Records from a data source
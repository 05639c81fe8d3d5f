use std::fmt;
use std::str::FromStr;

use serde::{Deserialize, Serialize};

/// Named static dataset served when live sources are unavailable.
#[derive(Debug, Clone, Copy, PartialEq, Eq, Hash, Serialize, Deserialize)]
#[serde(rename_all = "lowercase")]
pub enum FallbackProfile {
    Normal,
    Attack,
}

impl FallbackProfile {
    pub const ALL: [FallbackProfile; 2] = [FallbackProfile::Normal, FallbackProfile::Attack];

    pub fn name(self) -> &'static str {
        match self {
            FallbackProfile::Normal => "normal",
            FallbackProfile::Attack => "attack",
        }
    }
}

impl fmt::Display for FallbackProfile {
    fn fmt(&self, f: &mut fmt::Formatter<'_>) -> fmt::Result {
        f.write_str(self.name())
    }
}

#[derive(Debug, Clone, PartialEq, Eq, thiserror::Error)]
#[error("unknown fallback profile {0:?} (expected \"normal\" or \"attack\")")]
pub struct UnknownProfile(pub String);

impl FromStr for FallbackProfile {
    type Err = UnknownProfile;

    fn from_str(raw: &str) -> Result<Self, Self::Err> {
        match raw.trim().to_ascii_lowercase().as_str() {
            "normal" => Ok(FallbackProfile::Normal),
            "attack" => Ok(FallbackProfile::Attack),
            _ => Err(UnknownProfile(raw.to_string())),
        }
    }
}
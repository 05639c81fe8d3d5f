use std::time::Duration;

use anyhow::{Context, Result};

use crimsonwatch_ports::{SourceError, SourceKind};

pub(crate) fn client(timeout: Duration) -> Result<reqwest::Client> {
    reqwest::Client::builder()
        .timeout(timeout)
        .user_agent(concat!("crimsonwatch/", env!("CARGO_PKG_VERSION")))
        .build()
        .context("failed to build http client")
}

pub(crate) fn transport_error(origin: SourceKind, timeout: Duration, err: reqwest::Error) -> SourceError {
    if err.is_timeout() {
        SourceError::Timeout {
            origin,
            after: timeout,
        }
    } else if err.is_decode() {
        SourceError::Malformed {
            origin,
            reason: err.to_string(),
        }
    } else {
        SourceError::Unreachable {
            origin,
            reason: err.to_string(),
        }
    }
}
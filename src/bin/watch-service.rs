use std::path::PathBuf;

use anyhow::{Context, Result};
use clap::Parser;

use crimsonwatch::{build_service, console, load_config, logging};
use crimsonwatch_application::CycleOutcome;
use crimsonwatch_application::scheduler::FAST_INTERVAL;

/// Poll the security telemetry sources and print each merged snapshot.
#[derive(Parser, Debug)]
#[command(name = "watch-service", version, about)]
struct Cli {
    /// Path to the YAML config (overrides discovery)
    #[arg(short = 'c', long = "config", value_name = "FILE")]
    config: Option<PathBuf>,

    /// Poll at the fast threat-summary cadence (2.5s)
    #[arg(long)]
    fast: bool,

    /// Static dataset served while live sources are down: normal | attack
    #[arg(long, value_name = "NAME")]
    profile: Option<String>,

    /// Run a single cycle, print the snapshot as JSON, and exit
    #[arg(long)]
    once: bool,
}

fn main() -> Result<()> {
    let cli = Cli::parse();
    let config = load_config(cli.config.as_deref())?;
    logging::init_logging(&config.logging);

    let runtime = tokio::runtime::Builder::new_current_thread()
        .enable_all()
        .build()
        .context("failed to build runtime")?;
    runtime.block_on(run(cli, config))
}

async fn run(cli: Cli, config: crimsonwatch_domain::WatchConfig) -> Result<()> {
    let service = build_service(&config, cli.fast.then_some(FAST_INTERVAL))?;
    if let Some(name) = &cli.profile {
        service.store.select_fallback_profile(name)?;
    }

    if cli.once {
        if let CycleOutcome::Published { is_live, .. } = service.scheduler.run_cycle().await {
            tracing::debug!(is_live, "single cycle complete");
        }
        let snapshot = service.store.get_current();
        println!("{}", serde_json::to_string_pretty(snapshot.as_ref())?);
        return Ok(());
    }

    let _console = console::attach(&service.store);
    let handle = service.scheduler.spawn();

    if let Err(err) = tokio::signal::ctrl_c().await {
        tracing::error!(error = %err, "failed to listen for shutdown signal");
    }
    handle.shutdown().await
}
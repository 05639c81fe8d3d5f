//! Metadata REST backend client.
//!
//! Reads `{base}/api/agents` and `{base}/api/alerts` independently. A slice
//! that is unreachable, non-2xx, not an array, or fails schema validation is
//! reported as absent; it never aborts the other slice.

use std::time::Duration;

use anyhow::Result;
use async_trait::async_trait;
use serde::de::DeserializeOwned;
use serde_json::Value;

use crimsonwatch_domain::{AgentRecord, AlertRecord};
use crimsonwatch_ports::{
    FetchRequest, MetadataPayload, RawPayload, SourceClient, SourceError, SourceKind,
    SourceResult,
};

use crate::http;

#[derive(Debug, Clone)]
pub struct MetadataClient {
    http: reqwest::Client,
    base: String,
    timeout: Duration,
}

impl MetadataClient {
    pub fn new(base: impl Into<String>, timeout: Duration) -> Result<Self> {
        Ok(Self {
            http: http::client(timeout)?,
            base: base.into(),
            timeout,
        })
    }

    async fn read_list<T: DeserializeOwned>(&self, resource: &str) -> Result<Vec<T>, SourceError> {
        let url = format!("{}/api/{resource}", self.base);
        let response = self
            .http
            .get(&url)
            .send()
            .await
            .map_err(|err| http::transport_error(SourceKind::Metadata, self.timeout, err))?;

        let status = response.status();
        if !status.is_success() {
            return Err(SourceError::Malformed {
                origin: SourceKind::Metadata,
                reason: format!("{resource} returned HTTP {status}"),
            });
        }

        let body: Value = response
            .json()
            .await
            .map_err(|err| http::transport_error(SourceKind::Metadata, self.timeout, err))?;
        if !body.is_array() {
            return Err(SourceError::Malformed {
                origin: SourceKind::Metadata,
                reason: format!("{resource} body is not an array"),
            });
        }
        serde_json::from_value(body).map_err(|err| SourceError::Malformed {
            origin: SourceKind::Metadata,
            reason: format!("{resource}: {err}"),
        })
    }
}

fn slice<T>(resource: &str, result: Result<Vec<T>, SourceError>) -> Option<Vec<T>> {
    match result {
        Ok(items) => Some(items),
        Err(err) => {
            tracing::warn!(resource, error = %err, "metadata slice unavailable");
            None
        }
    }
}

#[async_trait]
impl SourceClient for MetadataClient {
    fn kind(&self) -> SourceKind {
        SourceKind::Metadata
    }

    async fn fetch(&self, _request: &FetchRequest) -> SourceResult {
        let (agents, alerts) = tokio::join!(
            self.read_list::<AgentRecord>("agents"),
            self.read_list::<AlertRecord>("alerts"),
        );

        if let (Err(err), Err(_)) = (&agents, &alerts) {
            if !matches!(err, SourceError::Malformed { .. }) {
                return Err(err.clone());
            }
        }

        Ok(RawPayload::Metadata(MetadataPayload {
            agents: slice("agents", agents),
            alerts: slice("alerts", alerts),
        }))
    }
}
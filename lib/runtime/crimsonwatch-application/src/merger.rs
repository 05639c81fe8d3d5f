//! Per-field-group merge of one cycle's source results.

use std::cell::OnceCell;

use chrono::{DateTime, Utc};

use crimsonwatch_domain::{
    AgentRecord, AgentStatus, AlertRecord, MetricsSnapshot, SecuritySnapshot, ThreatCounters,
    ThreatLevel,
};
use crimsonwatch_ports::{
    AgentRiskSample, MetadataPayload, MetricsPayload, RawPayload, SourceError, SourceResult,
};

use crate::synthesizer::Synthesizer;

/// Derived agents above this risk are flagged `warning`.
pub const DERIVED_WARNING_RISK: f64 = 50.0;

pub struct Merger {
    synthesizer: Synthesizer,
}

impl Merger {
    pub fn new(synthesizer: Synthesizer) -> Self {
        Self { synthesizer }
    }

    pub fn synthesizer(&self) -> &Synthesizer {
        &self.synthesizer
    }

    /// Combine one cycle's results. Agents, alerts and threat figures each
    /// take the highest-precedence source that has data for them.
    pub fn merge(
        &self,
        metrics: SourceResult,
        metadata: SourceResult,
        fallback: SourceResult,
        now: DateTime<Utc>,
    ) -> SecuritySnapshot {
        let metrics = metrics_payload(metrics).filter(MetricsPayload::has_data);
        let metadata = metadata_payload(metadata).unwrap_or_default();

        if metrics.is_none() && !metadata.has_data() {
            return match fallback {
                Ok(RawPayload::Fallback(snapshot)) => {
                    tracing::info!(source = "fallback", "no live data, serving static profile");
                    snapshot.with_live(false)
                }
                other => {
                    if let Err(err) = &other {
                        if !matches!(err, SourceError::Disabled { .. }) {
                            tracing::warn!(source = "fallback", error = %err, "static fallback failed");
                        }
                    }
                    tracing::info!("no live data, synthesizing snapshot");
                    self.synthesizer.synthesize(now)
                }
            };
        }

        let cell = OnceCell::new();
        let synthetic = || cell.get_or_init(|| self.synthesizer.synthesize(now));

        let agents = match metadata.agents {
            Some(agents) if !agents.is_empty() => agents,
            _ => match &metrics {
                Some(payload) if !payload.agent_risk.is_empty() => {
                    derive_agents(&payload.agent_risk, now)
                }
                _ => synthetic().agents().to_vec(),
            },
        };
        let alerts = match metadata.alerts {
            Some(alerts) => alerts,
            None => synthetic().alerts().to_vec(),
        };

        let figures = match &metrics {
            Some(payload) => reported_figures(payload, now),
            None => derived_figures(&agents, &alerts, now),
        };

        SecuritySnapshot::new(figures, agents, alerts, Vec::new(), true)
    }
}

impl Default for Merger {
    fn default() -> Self {
        Self::new(Synthesizer::new())
    }
}

fn metrics_payload(result: SourceResult) -> Option<MetricsPayload> {
    match result {
        Ok(RawPayload::Metrics(payload)) => Some(payload),
        Ok(other) => {
            tracing::warn!(source = "metrics", payload = ?other, "unexpected payload shape");
            None
        }
        Err(err) => {
            log_degraded(&err);
            None
        }
    }
}

fn metadata_payload(result: SourceResult) -> Option<MetadataPayload> {
    match result {
        Ok(RawPayload::Metadata(payload)) => Some(payload),
        Ok(other) => {
            tracing::warn!(source = "metadata", payload = ?other, "unexpected payload shape");
            None
        }
        Err(err) => {
            log_degraded(&err);
            None
        }
    }
}

fn log_degraded(err: &SourceError) {
    match err {
        SourceError::Disabled { .. } => {}
        _ => tracing::warn!(source = %err.origin(), error = %err, "source degraded"),
    }
}

/// Reduced-fidelity agents from per-agent risk series.
pub fn derive_agents(samples: &[AgentRiskSample], now: DateTime<Utc>) -> Vec<AgentRecord> {
    samples
        .iter()
        .enumerate()
        .map(|(index, sample)| {
            let risk_score = sample.risk_score.clamp(0.0, 100.0);
            AgentRecord {
                id: sample
                    .agent_id
                    .clone()
                    .unwrap_or_else(|| format!("agent-{index}")),
                name: sample
                    .agent_id
                    .clone()
                    .unwrap_or_else(|| "Unknown Agent".to_string()),
                status: if risk_score > DERIVED_WARNING_RISK {
                    AgentStatus::Warning
                } else {
                    AgentStatus::Active
                },
                risk_score,
                blocked_calls: 0,
                last_activity: now,
                tools_used: Vec::new(),
            }
        })
        .collect()
}

fn reported_figures(payload: &MetricsPayload, now: DateTime<Utc>) -> MetricsSnapshot {
    let blocked = payload.blocked_calls_total.unwrap_or(0);
    let threat_level = match payload.threat_level {
        Some(reported) => ThreatLevel::from_reported(reported),
        None => ThreatLevel::from_counters(ThreatCounters {
            blocked_calls_total: blocked,
            total_tool_calls: payload.tool_calls_total,
        }),
    };
    MetricsSnapshot::new(
        now,
        threat_level,
        blocked,
        payload.total_events.unwrap_or(0),
        payload.high_severity_alerts.unwrap_or(0),
    )
}

fn derived_figures(agents: &[AgentRecord], alerts: &[AlertRecord], now: DateTime<Utc>) -> MetricsSnapshot {
    let blocked = agents.iter().map(|agent| agent.blocked_calls).sum();
    let high = alerts
        .iter()
        .filter(|alert| alert.severity.is_high() && !alert.acknowledged)
        .count() as u64;
    MetricsSnapshot::new(
        now,
        ThreatLevel::from_counters(ThreatCounters {
            blocked_calls_total: blocked,
            total_tool_calls: None,
        }),
        blocked,
        0,
        high,
    )
}
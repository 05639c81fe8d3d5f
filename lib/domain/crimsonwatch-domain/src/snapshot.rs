//! Security state snapshot model.
//!
//! A [`SecuritySnapshot`] is built whole, once per cycle, and never edited
//! after construction. The constructor is the only place `active_agents` and
//! the threat status/color are decided.

use chrono::{DateTime, Utc};
use serde::{Deserialize, Serialize};
use serde_json::{Map, Value};

use crate::threat::{ThreatColor, ThreatLevel, ThreatStatus};

#[derive(Debug, Clone, Copy, PartialEq, Eq, Hash, Serialize, Deserialize)]
#[serde(rename_all = "lowercase")]
pub enum AgentStatus {
    Active,
    Warning,
    Blocked,
}

#[derive(Debug, Clone, Copy, PartialEq, Eq, PartialOrd, Ord, Hash, Serialize, Deserialize)]
#[serde(rename_all = "UPPERCASE")]
pub enum AlertSeverity {
    Info,
    Low,
    Med,
    High,
    Critical,
}

impl AlertSeverity {
    pub const ALL: [AlertSeverity; 5] = [
        AlertSeverity::Info,
        AlertSeverity::Low,
        AlertSeverity::Med,
        AlertSeverity::High,
        AlertSeverity::Critical,
    ];

    pub fn is_high(self) -> bool {
        matches!(self, AlertSeverity::High | AlertSeverity::Critical)
    }
}

#[derive(Debug, Clone, PartialEq, Serialize, Deserialize)]
pub struct AgentRecord {
    pub id: String,
    pub name: String,
    pub status: AgentStatus,
    #[serde(deserialize_with = "de::risk_score")]
    pub risk_score: f64,
    pub blocked_calls: u64,
    #[serde(deserialize_with = "de::timestamp")]
    pub last_activity: DateTime<Utc>,
    #[serde(default)]
    pub tools_used: Vec<String>,
}

#[derive(Debug, Clone, PartialEq, Serialize, Deserialize)]
pub struct AlertRecord {
    pub id: String,
    pub severity: AlertSeverity,
    pub message: String,
    #[serde(default, skip_serializing_if = "Option::is_none")]
    pub agent_id: Option<String>,
    #[serde(deserialize_with = "de::timestamp")]
    pub timestamp: DateTime<Utc>,
    #[serde(default)]
    pub acknowledged: bool,
}

#[derive(Debug, Clone, PartialEq, Serialize, Deserialize)]
pub struct EventRecord {
    pub id: String,
    #[serde(rename = "type")]
    pub kind: String,
    pub agent_id: String,
    #[serde(default)]
    pub details: Map<String, Value>,
    #[serde(deserialize_with = "de::timestamp")]
    pub timestamp: DateTime<Utc>,
}

/// Headline counters for one snapshot.
#[derive(Debug, Clone, PartialEq, Serialize, Deserialize)]
#[serde(from = "MetricsWire", into = "MetricsWire")]
pub struct MetricsSnapshot {
    pub timestamp: DateTime<Utc>,
    threat_level: ThreatLevel,
    pub blocked_calls_total: u64,
    active_agents: u64,
    pub total_events: u64,
    pub high_severity_alerts: u64,
}

impl MetricsSnapshot {
    pub fn new(
        timestamp: DateTime<Utc>,
        threat_level: ThreatLevel,
        blocked_calls_total: u64,
        total_events: u64,
        high_severity_alerts: u64,
    ) -> Self {
        Self {
            timestamp,
            threat_level,
            blocked_calls_total,
            active_agents: 0,
            total_events,
            high_severity_alerts,
        }
    }

    pub fn threat_level(&self) -> ThreatLevel {
        self.threat_level
    }

    pub fn threat_status(&self) -> ThreatStatus {
        self.threat_level.status()
    }

    pub fn threat_color(&self) -> ThreatColor {
        self.threat_level.color()
    }

    pub fn active_agents(&self) -> u64 {
        self.active_agents
    }
}

/// Serialized form. Status and color are written for consumers but ignored
/// on input, since they are recomputed from the level.
#[derive(Debug, Clone, Serialize, Deserialize)]
struct MetricsWire {
    #[serde(deserialize_with = "de::timestamp")]
    timestamp: DateTime<Utc>,
    threat_level: f64,
    #[serde(default, skip_deserializing)]
    threat_status: Option<ThreatStatus>,
    #[serde(default, skip_deserializing)]
    threat_color: Option<ThreatColor>,
    #[serde(default)]
    blocked_calls_total: u64,
    #[serde(default)]
    active_agents: u64,
    #[serde(default)]
    total_events: u64,
    #[serde(default)]
    high_severity_alerts: u64,
}

impl From<MetricsWire> for MetricsSnapshot {
    fn from(wire: MetricsWire) -> Self {
        Self {
            timestamp: wire.timestamp,
            threat_level: ThreatLevel::from_reported(wire.threat_level),
            blocked_calls_total: wire.blocked_calls_total,
            active_agents: wire.active_agents,
            total_events: wire.total_events,
            high_severity_alerts: wire.high_severity_alerts,
        }
    }
}

impl From<MetricsSnapshot> for MetricsWire {
    fn from(metrics: MetricsSnapshot) -> Self {
        Self {
            timestamp: metrics.timestamp,
            threat_level: f64::from(metrics.threat_level.value()),
            threat_status: Some(metrics.threat_status()),
            threat_color: Some(metrics.threat_color()),
            blocked_calls_total: metrics.blocked_calls_total,
            active_agents: metrics.active_agents,
            total_events: metrics.total_events,
            high_severity_alerts: metrics.high_severity_alerts,
        }
    }
}

/// One complete, self-consistent view of the monitored security state.
#[derive(Debug, Clone, PartialEq, Serialize, Deserialize)]
#[serde(from = "SnapshotWire")]
pub struct SecuritySnapshot {
    metrics: MetricsSnapshot,
    agents: Vec<AgentRecord>,
    alerts: Vec<AlertRecord>,
    events: Vec<EventRecord>,
    is_live: bool,
}

#[derive(Debug, Deserialize)]
struct SnapshotWire {
    metrics: MetricsSnapshot,
    #[serde(default)]
    agents: Vec<AgentRecord>,
    #[serde(default)]
    alerts: Vec<AlertRecord>,
    #[serde(default)]
    events: Vec<EventRecord>,
    #[serde(default)]
    is_live: bool,
}

impl From<SnapshotWire> for SecuritySnapshot {
    fn from(wire: SnapshotWire) -> Self {
        Self::new(wire.metrics, wire.agents, wire.alerts, wire.events, wire.is_live)
    }
}

impl SecuritySnapshot {
    pub fn new(
        mut metrics: MetricsSnapshot,
        agents: Vec<AgentRecord>,
        alerts: Vec<AlertRecord>,
        events: Vec<EventRecord>,
        is_live: bool,
    ) -> Self {
        metrics.active_agents = agents.len() as u64;
        Self {
            metrics,
            agents,
            alerts,
            events,
            is_live,
        }
    }

    /// Placeholder held by a store before its first publication.
    pub fn empty(timestamp: DateTime<Utc>) -> Self {
        Self::new(
            MetricsSnapshot::new(timestamp, ThreatLevel::default(), 0, 0, 0),
            Vec::new(),
            Vec::new(),
            Vec::new(),
            false,
        )
    }

    pub fn metrics(&self) -> &MetricsSnapshot {
        &self.metrics
    }

    pub fn agents(&self) -> &[AgentRecord] {
        &self.agents
    }

    pub fn alerts(&self) -> &[AlertRecord] {
        &self.alerts
    }

    pub fn events(&self) -> &[EventRecord] {
        &self.events
    }

    pub fn is_live(&self) -> bool {
        self.is_live
    }

    /// Same content, re-flagged. Used when a live-looking document is served
    /// from a fallback dataset.
    pub fn with_live(mut self, is_live: bool) -> Self {
        self.is_live = is_live;
        self
    }

    /// Weak lookup: the referenced agent may no longer exist.
    pub fn agent(&self, id: &str) -> Option<&AgentRecord> {
        self.agents.iter().find(|agent| agent.id == id)
    }
}

mod de {
    use chrono::{DateTime, NaiveDateTime, Utc};
    use serde::{Deserialize, Deserializer, de::Error};

    /// RFC 3339, or a naive ISO-8601 timestamp taken as UTC.
    pub fn timestamp<'de, D>(deserializer: D) -> Result<DateTime<Utc>, D::Error>
    where
        D: Deserializer<'de>,
    {
        let raw = String::deserialize(deserializer)?;
        if let Ok(parsed) = DateTime::parse_from_rfc3339(&raw) {
            return Ok(parsed.with_timezone(&Utc));
        }
        NaiveDateTime::parse_from_str(&raw, "%Y-%m-%dT%H:%M:%S%.f")
            .map(|naive| naive.and_utc())
            .map_err(|err| D::Error::custom(format!("invalid timestamp {raw:?}: {err}")))
    }

    pub fn risk_score<'de, D>(deserializer: D) -> Result<f64, D::Error>
    where
        D: Deserializer<'de>,
    {
        let value = f64::deserialize(deserializer)?;
        if !value.is_finite() {
            return Err(D::Error::custom("risk_score must be finite"));
        }
        Ok(value.clamp(0.0, 100.0))
    }
}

# Instructions for the task
In the data above, how many lines contain the word "index"? Only the number is wanted.

# Reply
2